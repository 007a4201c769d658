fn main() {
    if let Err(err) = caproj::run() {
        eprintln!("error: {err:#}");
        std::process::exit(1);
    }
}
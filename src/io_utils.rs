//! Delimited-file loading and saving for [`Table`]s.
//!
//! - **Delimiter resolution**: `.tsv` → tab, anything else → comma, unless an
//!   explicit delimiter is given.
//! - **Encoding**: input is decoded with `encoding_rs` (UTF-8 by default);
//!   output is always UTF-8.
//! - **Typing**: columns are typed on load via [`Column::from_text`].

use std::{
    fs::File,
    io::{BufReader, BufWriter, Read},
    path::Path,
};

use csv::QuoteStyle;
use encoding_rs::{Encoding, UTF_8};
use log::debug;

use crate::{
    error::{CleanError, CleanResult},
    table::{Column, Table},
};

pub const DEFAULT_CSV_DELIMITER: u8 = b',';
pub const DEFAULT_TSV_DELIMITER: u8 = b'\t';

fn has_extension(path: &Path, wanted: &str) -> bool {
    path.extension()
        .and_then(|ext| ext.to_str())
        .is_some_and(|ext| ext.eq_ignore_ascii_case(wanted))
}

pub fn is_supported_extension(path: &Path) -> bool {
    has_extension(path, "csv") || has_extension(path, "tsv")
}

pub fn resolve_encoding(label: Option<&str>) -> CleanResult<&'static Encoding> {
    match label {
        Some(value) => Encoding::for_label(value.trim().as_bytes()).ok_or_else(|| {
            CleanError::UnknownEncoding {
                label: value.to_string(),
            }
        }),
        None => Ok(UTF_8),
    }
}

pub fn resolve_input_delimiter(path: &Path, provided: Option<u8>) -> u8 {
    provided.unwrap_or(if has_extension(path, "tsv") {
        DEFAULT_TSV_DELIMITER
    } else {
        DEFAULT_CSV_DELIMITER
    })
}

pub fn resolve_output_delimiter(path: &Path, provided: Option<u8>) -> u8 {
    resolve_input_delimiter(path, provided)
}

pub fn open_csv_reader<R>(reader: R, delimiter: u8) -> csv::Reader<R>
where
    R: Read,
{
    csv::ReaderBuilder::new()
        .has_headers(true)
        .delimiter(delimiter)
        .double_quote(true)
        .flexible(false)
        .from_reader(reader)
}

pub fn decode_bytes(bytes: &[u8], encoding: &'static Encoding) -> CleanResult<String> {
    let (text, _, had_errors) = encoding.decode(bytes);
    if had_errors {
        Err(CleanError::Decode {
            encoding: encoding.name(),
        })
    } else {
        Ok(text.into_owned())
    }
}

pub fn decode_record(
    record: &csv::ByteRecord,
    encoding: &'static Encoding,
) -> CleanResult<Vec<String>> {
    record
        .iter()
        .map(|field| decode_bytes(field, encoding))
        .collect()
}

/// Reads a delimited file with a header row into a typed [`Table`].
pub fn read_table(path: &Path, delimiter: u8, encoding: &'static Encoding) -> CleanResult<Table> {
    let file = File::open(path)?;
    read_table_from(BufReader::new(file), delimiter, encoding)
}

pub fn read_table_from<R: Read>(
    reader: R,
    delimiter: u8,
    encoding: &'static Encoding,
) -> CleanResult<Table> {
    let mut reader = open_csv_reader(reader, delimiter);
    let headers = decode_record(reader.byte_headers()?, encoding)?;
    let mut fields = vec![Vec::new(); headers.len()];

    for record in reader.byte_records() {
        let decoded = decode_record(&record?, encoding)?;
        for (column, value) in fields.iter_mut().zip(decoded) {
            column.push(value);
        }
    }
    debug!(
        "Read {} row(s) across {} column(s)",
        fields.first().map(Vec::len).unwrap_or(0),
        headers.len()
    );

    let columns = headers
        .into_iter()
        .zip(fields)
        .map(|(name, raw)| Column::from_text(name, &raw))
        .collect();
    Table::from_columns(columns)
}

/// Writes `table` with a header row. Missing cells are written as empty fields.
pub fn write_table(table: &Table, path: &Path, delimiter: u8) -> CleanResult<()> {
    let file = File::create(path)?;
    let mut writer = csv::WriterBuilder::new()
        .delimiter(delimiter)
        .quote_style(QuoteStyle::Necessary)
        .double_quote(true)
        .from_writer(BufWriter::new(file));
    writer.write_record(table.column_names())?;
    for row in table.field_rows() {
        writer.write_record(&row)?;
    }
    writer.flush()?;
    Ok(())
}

...

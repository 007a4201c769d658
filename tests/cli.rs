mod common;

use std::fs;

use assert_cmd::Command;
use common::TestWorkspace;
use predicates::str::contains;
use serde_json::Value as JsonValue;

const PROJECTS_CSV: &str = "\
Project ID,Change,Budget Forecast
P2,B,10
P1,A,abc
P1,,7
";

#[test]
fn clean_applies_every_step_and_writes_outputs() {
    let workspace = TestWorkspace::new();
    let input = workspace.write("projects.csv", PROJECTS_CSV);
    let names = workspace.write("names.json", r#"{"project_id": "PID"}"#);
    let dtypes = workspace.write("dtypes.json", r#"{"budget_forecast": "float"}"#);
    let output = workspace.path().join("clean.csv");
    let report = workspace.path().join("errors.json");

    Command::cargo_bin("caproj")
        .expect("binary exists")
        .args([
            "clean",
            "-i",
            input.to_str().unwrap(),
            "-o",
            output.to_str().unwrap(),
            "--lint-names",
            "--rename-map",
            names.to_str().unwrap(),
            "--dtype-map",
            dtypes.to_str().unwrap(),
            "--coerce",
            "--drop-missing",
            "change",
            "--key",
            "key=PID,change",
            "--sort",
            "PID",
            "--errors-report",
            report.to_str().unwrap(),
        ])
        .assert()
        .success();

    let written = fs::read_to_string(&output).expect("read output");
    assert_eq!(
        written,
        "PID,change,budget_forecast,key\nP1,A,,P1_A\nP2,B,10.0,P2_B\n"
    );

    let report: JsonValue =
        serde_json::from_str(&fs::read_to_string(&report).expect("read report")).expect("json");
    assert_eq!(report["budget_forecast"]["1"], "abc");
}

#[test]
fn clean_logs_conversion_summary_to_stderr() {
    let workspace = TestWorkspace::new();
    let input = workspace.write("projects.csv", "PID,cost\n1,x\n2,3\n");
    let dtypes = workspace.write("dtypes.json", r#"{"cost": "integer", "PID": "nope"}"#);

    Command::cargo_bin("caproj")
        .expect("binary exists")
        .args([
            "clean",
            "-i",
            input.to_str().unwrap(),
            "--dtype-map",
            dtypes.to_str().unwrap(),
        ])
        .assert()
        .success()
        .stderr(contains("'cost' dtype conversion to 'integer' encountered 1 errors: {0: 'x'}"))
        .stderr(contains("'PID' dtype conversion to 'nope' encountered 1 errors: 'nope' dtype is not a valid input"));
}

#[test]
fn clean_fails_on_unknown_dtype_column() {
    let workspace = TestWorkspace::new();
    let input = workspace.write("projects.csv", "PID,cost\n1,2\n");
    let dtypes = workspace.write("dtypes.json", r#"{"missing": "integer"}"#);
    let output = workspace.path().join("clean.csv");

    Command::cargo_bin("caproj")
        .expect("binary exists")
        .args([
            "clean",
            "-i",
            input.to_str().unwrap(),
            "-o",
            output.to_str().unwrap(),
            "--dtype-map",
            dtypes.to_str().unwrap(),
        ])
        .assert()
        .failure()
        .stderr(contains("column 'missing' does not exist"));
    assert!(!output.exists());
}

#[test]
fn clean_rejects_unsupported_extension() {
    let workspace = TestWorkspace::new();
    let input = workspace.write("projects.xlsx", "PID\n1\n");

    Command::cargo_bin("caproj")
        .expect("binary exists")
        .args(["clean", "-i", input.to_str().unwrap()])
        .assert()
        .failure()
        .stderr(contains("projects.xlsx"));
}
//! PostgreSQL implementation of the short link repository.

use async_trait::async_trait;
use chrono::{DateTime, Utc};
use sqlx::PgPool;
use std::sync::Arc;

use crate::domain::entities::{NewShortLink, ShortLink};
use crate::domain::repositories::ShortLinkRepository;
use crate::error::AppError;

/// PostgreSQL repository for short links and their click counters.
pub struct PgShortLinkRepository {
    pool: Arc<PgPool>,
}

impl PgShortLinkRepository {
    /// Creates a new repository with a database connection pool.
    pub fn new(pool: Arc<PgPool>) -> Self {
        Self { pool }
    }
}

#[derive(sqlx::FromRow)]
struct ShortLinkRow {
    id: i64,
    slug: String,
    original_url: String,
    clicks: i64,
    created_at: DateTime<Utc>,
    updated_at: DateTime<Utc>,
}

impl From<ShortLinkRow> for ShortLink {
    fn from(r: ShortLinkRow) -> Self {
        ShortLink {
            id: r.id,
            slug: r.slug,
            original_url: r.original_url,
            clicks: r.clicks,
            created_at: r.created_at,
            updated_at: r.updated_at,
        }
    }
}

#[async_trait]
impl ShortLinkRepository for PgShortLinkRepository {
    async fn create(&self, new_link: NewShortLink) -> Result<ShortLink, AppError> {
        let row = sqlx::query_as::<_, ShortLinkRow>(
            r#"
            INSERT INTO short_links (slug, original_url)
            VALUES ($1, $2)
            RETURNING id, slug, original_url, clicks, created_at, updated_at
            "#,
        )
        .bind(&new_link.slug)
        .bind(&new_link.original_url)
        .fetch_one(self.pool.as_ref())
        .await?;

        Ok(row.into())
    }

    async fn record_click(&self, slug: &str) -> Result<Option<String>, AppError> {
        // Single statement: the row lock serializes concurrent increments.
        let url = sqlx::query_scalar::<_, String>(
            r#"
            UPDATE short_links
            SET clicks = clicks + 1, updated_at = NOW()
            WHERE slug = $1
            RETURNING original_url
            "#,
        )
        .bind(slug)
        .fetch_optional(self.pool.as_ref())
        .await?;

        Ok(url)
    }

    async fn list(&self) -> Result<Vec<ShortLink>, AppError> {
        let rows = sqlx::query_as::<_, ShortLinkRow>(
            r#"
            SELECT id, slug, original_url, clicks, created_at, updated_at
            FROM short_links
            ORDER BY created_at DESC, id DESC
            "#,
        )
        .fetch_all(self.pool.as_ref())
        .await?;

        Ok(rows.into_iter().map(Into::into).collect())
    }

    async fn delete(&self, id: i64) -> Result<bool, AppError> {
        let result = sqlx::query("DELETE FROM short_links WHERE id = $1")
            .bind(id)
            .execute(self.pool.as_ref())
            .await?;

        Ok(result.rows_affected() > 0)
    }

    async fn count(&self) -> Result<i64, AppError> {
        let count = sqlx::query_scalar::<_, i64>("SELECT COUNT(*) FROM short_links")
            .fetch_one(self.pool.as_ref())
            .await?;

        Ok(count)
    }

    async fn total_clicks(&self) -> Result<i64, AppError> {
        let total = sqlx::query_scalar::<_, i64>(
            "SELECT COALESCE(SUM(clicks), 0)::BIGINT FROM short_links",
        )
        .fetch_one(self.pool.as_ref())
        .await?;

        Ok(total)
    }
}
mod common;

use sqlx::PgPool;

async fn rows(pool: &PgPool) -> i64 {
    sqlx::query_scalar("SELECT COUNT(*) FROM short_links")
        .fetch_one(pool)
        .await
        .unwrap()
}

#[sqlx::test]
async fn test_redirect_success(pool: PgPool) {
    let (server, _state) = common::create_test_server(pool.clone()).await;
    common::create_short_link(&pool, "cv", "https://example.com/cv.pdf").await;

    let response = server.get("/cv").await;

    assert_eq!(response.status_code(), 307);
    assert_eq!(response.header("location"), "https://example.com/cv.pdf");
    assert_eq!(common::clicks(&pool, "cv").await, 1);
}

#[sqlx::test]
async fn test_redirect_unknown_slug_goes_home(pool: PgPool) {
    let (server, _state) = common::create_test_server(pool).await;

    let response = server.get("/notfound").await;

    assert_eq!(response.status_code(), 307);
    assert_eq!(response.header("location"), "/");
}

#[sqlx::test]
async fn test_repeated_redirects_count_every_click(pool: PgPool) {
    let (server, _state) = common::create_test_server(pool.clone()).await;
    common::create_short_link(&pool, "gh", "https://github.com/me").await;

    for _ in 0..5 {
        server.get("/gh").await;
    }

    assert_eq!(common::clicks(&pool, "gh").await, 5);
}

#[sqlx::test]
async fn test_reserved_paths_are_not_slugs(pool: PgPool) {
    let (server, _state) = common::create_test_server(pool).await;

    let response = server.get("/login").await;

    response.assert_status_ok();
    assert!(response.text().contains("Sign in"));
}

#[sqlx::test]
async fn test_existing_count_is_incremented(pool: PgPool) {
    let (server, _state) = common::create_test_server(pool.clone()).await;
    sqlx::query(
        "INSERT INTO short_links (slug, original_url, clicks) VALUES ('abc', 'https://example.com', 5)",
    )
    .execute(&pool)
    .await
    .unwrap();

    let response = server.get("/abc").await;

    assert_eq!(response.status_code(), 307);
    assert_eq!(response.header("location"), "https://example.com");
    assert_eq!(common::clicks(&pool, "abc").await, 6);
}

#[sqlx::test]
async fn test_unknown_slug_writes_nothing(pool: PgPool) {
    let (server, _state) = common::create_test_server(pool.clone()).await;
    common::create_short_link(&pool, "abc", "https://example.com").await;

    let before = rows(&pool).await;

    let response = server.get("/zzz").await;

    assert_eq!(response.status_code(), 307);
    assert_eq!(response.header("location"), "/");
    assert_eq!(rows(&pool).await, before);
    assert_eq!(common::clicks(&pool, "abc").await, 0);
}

---

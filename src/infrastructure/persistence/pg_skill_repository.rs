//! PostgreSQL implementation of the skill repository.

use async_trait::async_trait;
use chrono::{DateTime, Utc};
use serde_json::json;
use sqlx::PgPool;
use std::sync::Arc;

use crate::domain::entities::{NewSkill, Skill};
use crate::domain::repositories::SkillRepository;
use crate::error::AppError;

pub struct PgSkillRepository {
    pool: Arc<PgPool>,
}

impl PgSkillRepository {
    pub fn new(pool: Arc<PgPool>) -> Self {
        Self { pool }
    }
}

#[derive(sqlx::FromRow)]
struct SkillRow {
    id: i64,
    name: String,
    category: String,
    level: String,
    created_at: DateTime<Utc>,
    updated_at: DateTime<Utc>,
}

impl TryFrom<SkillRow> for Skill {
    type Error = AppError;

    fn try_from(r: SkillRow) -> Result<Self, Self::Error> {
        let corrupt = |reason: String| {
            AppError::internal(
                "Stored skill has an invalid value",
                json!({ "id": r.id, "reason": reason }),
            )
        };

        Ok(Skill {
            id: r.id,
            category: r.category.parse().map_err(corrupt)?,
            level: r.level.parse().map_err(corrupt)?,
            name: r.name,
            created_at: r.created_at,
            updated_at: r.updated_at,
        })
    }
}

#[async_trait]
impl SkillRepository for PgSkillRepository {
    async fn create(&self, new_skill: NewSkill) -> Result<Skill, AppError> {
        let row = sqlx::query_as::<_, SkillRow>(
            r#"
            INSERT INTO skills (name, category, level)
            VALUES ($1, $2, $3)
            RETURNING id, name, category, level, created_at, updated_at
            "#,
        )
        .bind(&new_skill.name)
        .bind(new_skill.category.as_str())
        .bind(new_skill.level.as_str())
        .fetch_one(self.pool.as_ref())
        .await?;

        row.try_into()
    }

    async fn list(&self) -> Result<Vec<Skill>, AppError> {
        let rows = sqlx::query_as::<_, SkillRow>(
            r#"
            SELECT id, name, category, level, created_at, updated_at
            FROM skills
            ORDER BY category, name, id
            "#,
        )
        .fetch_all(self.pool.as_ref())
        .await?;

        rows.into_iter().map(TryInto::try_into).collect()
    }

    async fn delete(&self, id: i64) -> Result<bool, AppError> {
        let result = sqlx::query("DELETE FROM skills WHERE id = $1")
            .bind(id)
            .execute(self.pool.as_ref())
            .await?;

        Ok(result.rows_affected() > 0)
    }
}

#### What to do:
Which lines of the records above contain the word "SkillRow"? Report each one.

#### Solution to this task:
struct SkillRow {
impl TryFrom<SkillRow> for Skill {
    fn try_from(r: SkillRow) -> Result<Self, Self::Error> {
        let row = sqlx::query_as::<_, SkillRow>(
        let rows = sqlx::query_as::<_, SkillRow>(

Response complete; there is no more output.